The Python based AnnSQL package enables SQL-based queries on AnnData objects, returning results as either a Pandas DataFrame, an AnnData object, or a Parquet file that can easily be imported into a variety of data analysis tools. Behind the scenes, AnnSQL converts the layers of an AnnData object into a relational DuckDB database. Each layer is stored as an individual table, allowing for simple or complex SQL queries, including table joins.
- Query AnnData with SQL.
- Fast for complex queries and aggregative functions.
- Return query results as Pandas Dataframes, Parquet files, or AnnData objects.
- Create in-memory or on-disk databases directly from AnnData objects.
- Open AnnSQL databases in R. No conversions necessary. Learn more
pip install annsql
Ideal for smaller datasets.
from AnnSQL import AnnSQL
import scanpy as sc
#read sample data
adata = sc.datasets.pbmc68k_reduced()
#instantiate the AnnData object (you may also pass a h5ad file to the adata parameter)
asql = AnnSQL(adata=adata)
#query the expression table. Returns Pandas Dataframe by Default
asql.query("SELECT * FROM adata LIMIT 10")
For larger datasets, AnnSQL can create a local database (asql) from the AnnData object.
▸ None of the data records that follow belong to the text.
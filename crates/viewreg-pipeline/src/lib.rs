//! Global registration runs over a dataset of views.
//!
//! This crate wires the lower layers into the complete workflow:
//!
//! - [`build_subsets`]: candidate pairs and connected components,
//! - [`PairwiseMatcher`]: the matching boundary, with [`IdMatcher`] and
//!   [`PrecomputedMatcher`] as built-in implementations,
//! - [`FixPolicy`] / [`MapBackPolicy`]: per-subset anchors,
//! - [`run_global_registration`]: the whole run, configured by
//!   [`RegistrationConfig`].
//!
//! # Example
//!
//! ```no_run
//! use viewreg_pipeline::{run_global_registration, Dataset, IdMatcher, RegistrationConfig};
//!
//! # fn main() -> anyhow::Result<()> {
//! let dataset = Dataset::from_json_file("dataset.json")?;
//! let config = RegistrationConfig::default();
//! let matcher = IdMatcher::new(config.matcher.clone());
//! let output = run_global_registration(&dataset.views, &dataset.groups, &matcher, &config, None)?;
//! for (view, t) in &output.transforms {
//!     println!("{view}: {}", t.description);
//! }
//! # Ok(())
//! # }
//! ```

mod config;
mod dataset;
mod error;
mod filter;
mod grouping;
mod matcher;
mod overlap;
mod policy;
mod registration;
pub mod serde_affine;
mod subsets;

pub use config::*;
pub use dataset::*;
pub use error::*;
pub use filter::*;
pub use grouping::*;
pub use matcher::*;
pub use overlap::*;
pub use policy::*;
pub use registration::*;
pub use subsets::*;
This database is stored on-disk, can be queried, and is persistent.
import scanpy as sc
from AnnSQL import AnnSQL
from AnnSQL.MakeDb import MakeDb
#read sample data
adata = sc.datasets.pbmc68k_reduced()
#build the AnnSQL database
MakeDb(adata=adata, db_name="pbmc3k_reduced", db_path="db/")
#open the AnnSQL database
asql = AnnSQL(db="db/pbmc3k_reduced.asql")
#query the expression table
asql.query("SELECT * FROM adata LIMIT 5")
from AnnSQL import AnnSQL
import scanpy as sc
#read sample data
adata = sc.datasets.pbmc68k_reduced()
#pass the AnnData object to the AnnSQL class
asql = AnnSQL(adata=adata)
#group and count all labels
asql.query("SELECT obs.bulk_labels, COUNT(*) FROM obs GROUP BY obs.bulk_labels")
#take the log10 of a value
asql.query("SELECT LOG10(HES4) FROM X WHERE HES4 > 0")
#sum all gene counts | Memory intensive | See method calculate_gene_counts for chunked approach.
asql.query("SELECT SUM(COLUMNS(*)) FROM (SELECT * EXCLUDE (cell_id) FROM X)")
#taking the correlation of genes ITGB2 and SSU72 in dendritic cells that express either gene > 0
asql.query("SELECT corr(ITGB2,SSU72) as correlation FROM adata WHERE bulk_labels = 'Dendritic' AND (ITGB2 > 0 OR SSU72 >0)")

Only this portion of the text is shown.